Polymorph turns it from whatever it was until a beast. So, as soon as you turn it into a chicken it is no a chicken and not an animated object (of type creature). Once it's a chicken what it came from doesn't matter. This is shown by the fact that you can cast Dominate Beast on Polymorphed T-Rex, but not Dominate Person. Dropping the concentration on animate object makes no real difference. Some odd things though, what is the personality of a Rock since that is retained after polymorph? Is it lazy?


Also, RAF always says it exploded into a pile of goo. ALWAYS!

MarkVIIIMarc
2018-04-24, 09:18 AM
OMG. It seems like when you cross the streams in Ghost Busters, everything just explodes lol.

It can be seen both ways though....

Polymorph works on creatures. D&D is pretty limiting with Beasts and other living being definitions. I'd honestly guess the animated rocks are not creatures and Polymorph does not work on them unless I hear otherwise.

Edit: oops, it does say creature in Animate Objects.

Xheotris
2018-04-24, 09:19 AM
This question haunted me all night. I think, RAW, there are two ways it could go, depending on how you interpret deadness.

Option 1, anything with hit points is 'alive': I would say that the object would stay 'alive' for the duration of the polymorph spell, but you would lose control of it as soon as you dropped the animate object spell. Now, as soon as polymorph ends, the object would revert to its 'normal' form, so, a rock or a chair. Luckily, things that are polymorphed (unlike wild shape) use the new creature's mental stats, so the original object suddenly having an INT of 0 wouldn't immediately affect it.

Option 2, losing the 'creature' tag is effectively an instant death, ala power word kill. Instant death effects typically bypass polymorph and wild shape, ending both effects, leaving you with the original inanimate object as soon as animate object ends.

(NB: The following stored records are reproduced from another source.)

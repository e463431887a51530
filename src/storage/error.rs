use std::path::PathBuf;
use thiserror::Error;

#[derive(Debug, Error)]
pub enum StorageError {
    #[error("io error: {0}")]
    Io(#[from] std::io::Error),

    #[error("short read in slot {slot}: wanted {wanted} bytes, got {got}")]
    ShortRead { slot: u32, wanted: usize, got: usize },

    #[error("{what} {index} out of range (limit {limit})")]
    OutOfRange {
        what: &'static str,
        index: u64,
        limit: u64,
    },

    #[error("resume data rejected: {0}")]
    ResumeDataRejected(#[from] ResumeRejection),

    #[error("fatal disk error: {0}")]
    FatalDisk(String),

    #[error("file check aborted")]
    CheckAborted,

    #[error("piece {0} is not stored in any slot")]
    PieceNotStored(u32),

    #[error("no free slot available for piece {0}")]
    NoFreeSlot(u32),

    #[error("path traversal detected in file path: {0}")]
    PathTraversal(String),

    #[error("torrent not registered: {0}")]
    TorrentNotFound(String),

    #[error("disk worker has shut down")]
    WorkerGone,

    #[error("resume data encoding: {0}")]
    Encoding(#[from] serde_json::Error),
}

impl StorageError {
    pub(crate) fn out_of_range(what: &'static str, index: impl Into<u64>, limit: impl Into<u64>) -> Self {
        StorageError::OutOfRange {
            what,
            index: index.into(),
            limit: limit.into(),
        }
    }

    /// Whether the error means "the bytes are not there" rather than a
    /// failing disk.
    pub fn is_missing_data(&self) -> bool {
        match self {
            StorageError::ShortRead { .. } => true,
            StorageError::Io(e) => e.kind() == std::io::ErrorKind::NotFound,
            _ => false,
        }
    }
}

/// Why fast-resume data could not be trusted.
#[derive(Debug, Clone, PartialEq, Eq, Error)]
pub enum ResumeRejection {
    #[error("missing file sizes")]
    MissingFileSizes,

    #[error("file count mismatch: resume data has {recorded}, torrent has {actual}")]
    FileCountMismatch { recorded: usize, actual: usize },

    #[error("file size mismatch for {path}: expected {expected}, found {actual}")]
    SizeMismatch {
        path: PathBuf,
        expected: u64,
        actual: u64,
    },

    #[error("timestamp mismatch for {path}: expected {expected}, found {actual}")]
    TimestampMismatch {
        path: PathBuf,
        expected: i64,
        actual: i64,
    },

    #[error("piece length mismatch: resume data has {recorded}, torrent has {actual}")]
    PieceLengthMismatch { recorded: u32, actual: u32 },

    #[error("slot map has {slots} entries for {pieces} pieces")]
    TooManySlots { slots: usize, pieces: usize },

    #[error("invalid piece index {0} in slot map")]
    InvalidPiece(i64),

    #[error("piece {0} appears twice in slot map")]
    DuplicatePiece(u32),

    #[error("mapped file count mismatch: resume data has {recorded}, torrent has {actual}")]
    MappedFileCountMismatch { recorded: usize, actual: usize },
}
use super::slot_map::{SlotEntry, SlotTables};
use crate::storage::{StorageError, StorageInterface};

/// How the tables must change once the data in the current slot has been
/// identified during a full check.
///
/// `current` is the slot being scanned and `piece` the piece its bytes
/// belong to. A piece "belongs home" in the slot with its own index.
#[derive(Debug, Clone, Copy, PartialEq, Eq)]
pub(crate) enum Reconcile {
    /// Nothing moves; record what the slot holds.
    Record { piece: Option<u32> },
    /// The data is piece `piece` and its home slot was already scanned.
    /// Whatever was recorded there (`displaced`) takes its place here.
    BringHome { piece: u32, displaced: SlotEntry },
    /// Piece `current` was found earlier in `owner_slot` and comes back
    /// here. The data found here, if any, goes to `owner_slot`.
    FetchOwner { piece: Option<u32>, owner_slot: u32 },
    /// Piece `current` sits in slot `piece` and piece `piece` sits here.
    TwoCycle { piece: u32 },
    /// Data here belongs in slot `piece`, whose occupant moves to
    /// `owner_slot`, whose occupant (piece `current`) comes here.
    ThreeCycle {
        piece: u32,
        owner_slot: u32,
        displaced: SlotEntry,
    },
}

/// Storage calls issued for a [`Reconcile`] step.
#[derive(Debug, Clone, Copy, PartialEq, Eq)]
pub(crate) enum Rotation {
    None,
    Move { from: u32, to: u32 },
    Swap(u32, u32),
    /// Contents rotate `a -> b -> c -> a`.
    Swap3(u32, u32, u32),
    MoveTwice {
        first: (u32, u32),
        second: (u32, u32),
    },
}

impl Reconcile {
    /// Decides the reconciliation for slot `current` holding the data of
    /// `identified` without touching the tables.
    pub(crate) fn plan(tables: &SlotTables, current: u32, identified: Option<u32>) -> Self {
        let map = &tables.map;
        let target = identified
            .filter(|&p| p != current && map.entry(p) != SlotEntry::Unallocated);

        match (target, map.slot_of(current)) {
            (None, None) => Reconcile::Record { piece: identified },
            (Some(piece), None) => Reconcile::BringHome {
                piece,
                displaced: map.entry(piece),
            },
            (None, Some(owner_slot)) => Reconcile::FetchOwner {
                piece: identified,
                owner_slot,
            },
            (Some(piece), Some(owner_slot)) if owner_slot == piece => Reconcile::TwoCycle { piece },
            (Some(piece), Some(owner_slot)) => Reconcile::ThreeCycle {
                piece,
                owner_slot,
                displaced: map.entry(piece),
            },
        }
    }

    /// The slot moves that put the data where the committed tables say it
    /// is. Every source is read before its slot is overwritten.
    pub(crate) fn rotation(&self, current: u32) -> Rotation {
        match *self {
            Reconcile::Record { .. } => Rotation::None,
            Reconcile::BringHome { piece, displaced } => match displaced {
                SlotEntry::Piece(_) => Rotation::Swap(piece, current),
                _ => Rotation::Move {
                    from: current,
                    to: piece,
                },
            },
            Reconcile::FetchOwner { piece, owner_slot } => match piece {
                Some(_) => Rotation::Swap(owner_slot, current),
                None => Rotation::Move {
                    from: owner_slot,
                    to: current,
                },
            },
            Reconcile::TwoCycle { piece } => Rotation::Swap(current, piece),
            Reconcile::ThreeCycle {
                piece,
                owner_slot,
                displaced,
            } => match displaced {
                SlotEntry::Piece(_) => Rotation::Swap3(current, piece, owner_slot),
                _ => Rotation::MoveTwice {
                    first: (current, piece),
                    second: (owner_slot, current),
                },
            },
        }
    }

    /// Applies the step to the tables. Call only after the rotation
    /// succeeded on disk.
    pub(crate) fn commit(&self, tables: &mut SlotTables, current: u32, compact: bool) {
        match *self {
            Reconcile::Record { piece: Some(piece) } => {
                tables.map.assign(piece, current);
            }
            Reconcile::Record { piece: None } => {
                tables.map.set_unassigned(current);
                if compact {
                    tables.free_slots.push(current);
                }
            }
            Reconcile::BringHome { piece, displaced } => {
                tables.map.assign(piece, piece);
                match displaced {
                    SlotEntry::Piece(other) => {
                        tables.map.assign(other, current);
                    }
                    _ => {
                        tables.map.set_unassigned(current);
                        if compact {
                            tables.remove_free(piece);
                            tables.free_slots.push(current);
                        }
                    }
                }
            }
            Reconcile::FetchOwner { piece, owner_slot } => {
                tables.map.assign(current, current);
                match piece {
                    Some(piece) => {
                        tables.map.assign(piece, owner_slot);
                    }
                    None if compact => tables.free_slots.push(owner_slot),
                    None => {}
                }
            }
            Reconcile::TwoCycle { piece } => {
                tables.map.assign(current, current);
                tables.map.assign(piece, piece);
            }
            Reconcile::ThreeCycle {
                piece,
                owner_slot,
                displaced,
            } => {
                tables.map.assign(current, current);
                tables.map.assign(piece, piece);
                match displaced {
                    SlotEntry::Piece(other) => {
                        tables.map.assign(other, owner_slot);
                    }
                    _ if compact => {
                        tables.remove_free(piece);
                        tables.free_slots.push(owner_slot);
                    }
                    _ => {}
                }
            }
        }
    }
}

impl Rotation {
    /// Slots the rotation reads or writes, ascending.
    pub(crate) fn touched(self) -> Vec<u32> {
        let mut slots = match self {
            Rotation::None => Vec::new(),
            Rotation::Move { from, to } => vec![from, to],
            Rotation::Swap(a, b) => vec![a, b],
            Rotation::Swap3(a, b, c) => vec![a, b, c],
            Rotation::MoveTwice { first, second } => vec![first.0, first.1, second.0, second.1],
        };
        slots.sort_unstable();
        slots.dedup();
        slots
    }

    pub(crate) async fn apply<S>(self, storage: &S) -> Result<(), StorageError>
    where
        S: StorageInterface + ?Sized,
    {
        match self {
            Rotation::None => Ok(()),
            Rotation::Move { from, to } => storage.move_slot(from, to).await,
            Rotation::Swap(a, b) => storage.swap_slots(a, b).await,
            Rotation::Swap3(a, b, c) => storage.swap_slots3(a, b, c).await,
            Rotation::MoveTwice { first, second } => {
                storage.move_slot(first.0, first.1).await?;
                storage.move_slot(second.0, second.1).await
            }
        }
    }
}
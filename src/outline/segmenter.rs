//! Line segmentation: marker patterns and indentation heuristics.

use regex::Regex;

use super::{Outline, OutlineLine};

/// Number of leading whitespace characters that equal one nesting level
/// when no marker pattern matches.
const INDENT_CHARS_PER_LEVEL: usize = 2;

/// Splits flat text into an ordered sequence of leveled lines.
///
/// Each non-empty line is matched against a fixed, ordered list of marker
/// patterns; the index of the first matching pattern is the line's level.
/// The order is load-bearing: numbered lines are always level 0, bullets
/// level 1, roman numerals level 2, lettered items level 3, regardless of
/// visual indentation. Lines with no marker fall back to an indentation
/// heuristic.
///
/// # Example
/// ```
/// use docmap::outline::Segmenter;
///
/// let outline = Segmenter::new().segment("1. First\n- detail\n");
/// assert_eq!(outline.lines[0].level, 0);
/// assert_eq!(outline.lines[1].level, 1);
/// ```
pub struct Segmenter {
    // Index in this list = assigned level.
    patterns: Vec<Regex>,
}

impl Segmenter {
    /// Create a segmenter with the fixed marker pattern list.
    pub fn new() -> Self {
        Self {
            patterns: vec![
                // 0: multi-level numbered list ("1. ", "1.2.3. ")
                Regex::new(r"^\s*(?:\d+\.)+\s+").unwrap(),
                // 1: bullet at any indentation
                Regex::new(r"^\s*[-•*]\s+").unwrap(),
                // 2: roman numeral, case-insensitive
                Regex::new(r"(?i)^\s*[ivxlcdm]+\.\s+").unwrap(),
                // 3: single letter, case-insensitive
                Regex::new(r"(?i)^\s*[a-z]\.\s+").unwrap(),
            ],
        }
    }

    /// Segment flat text into an outline.
    ///
    /// Lines that are empty after trimming are discarded entirely; they do
    /// not occupy a position in the output.
    pub fn segment(&self, text: &str) -> Outline {
        let lines = text
            .split('\n')
            .filter(|line| !line.trim().is_empty())
            .map(|line| self.classify(line))
            .collect();
        Outline { lines }
    }

    /// Classify a single non-empty line.
    pub fn classify(&self, line: &str) -> OutlineLine {
        for (index, pattern) in self.patterns.iter().enumerate() {
            if let Some(found) = pattern.find(line) {
                return OutlineLine::new(
                    line,
                    line[found.end()..].trim(),
                    index as u32,
                );
            }
        }

        let indent = line.chars().take_while(|c| c.is_whitespace()).count();
        OutlineLine::new(line, line.trim(), (indent / INDENT_CHARS_PER_LEVEL) as u32)
    }
}

impl Default for Segmenter {
    fn default() -> Self {
        Self::new()
    }
}

/// Segment text with the default pattern set.
pub fn segment(text: &str) -> Outline {
    Segmenter::new().segment(text)
}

Either way, Rule of Funny, I might make it keep its shape once both spells end, but use the materials (and mass) of the original object, as a weird consequence of spell interaction. Suddenly you have a superdense chicken made of teak.

KorvinStarmast
2018-04-24, 09:20 AM
Option 1, anything with hit points is 'alive': I would say that the object would stay 'alive' for the duration of the polymorph spell, Doors and other structures also have hit points, and are not alive. :smallcool:

Tanarii
2018-04-24, 09:26 AM
The DM throws his "knock it off idiot" hackysack at you?

Xheotris
2018-04-24, 09:30 AM
Doors and other structures also have hit points, and are not alive. :smallcool:

Ah, but it could be read that Polymorph only cares about the initial creature tag, because after casting, the spell really only concerns itself with hp, which chairs certainly have.

KorvinStarmast
2018-04-24, 09:39 AM
what would happen?
You wasted a 4th and 5th level spell.
I've seen animate objects at work in a battle.
Our wizard uses it: bloody carnage when using tiny items, animated.

Deathtongue
2018-04-24, 09:46 AM
RAW, you get a divide-by-zero error because animate objects can only transform creatures into beasts equal to or less than their original CR or level. And Animate Objects from the spell of the same name don't have either.

I suppose you could claim that polymorphing an animated object into a CR 0 creature like a squirrel or a goldfish is permissible, but NaN =/= 0.

And as far as RAI goes, I don't even know what that would look like. You can't even use game balance as a RAI precedent because the effect on game balance is unclear. If I animate a huge-sized bookshelf, can another spellcaster polymorph that into a wolf? What about a rhinoceros? Or a rat? What would make you say 'yes' or 'no' to any of those questions?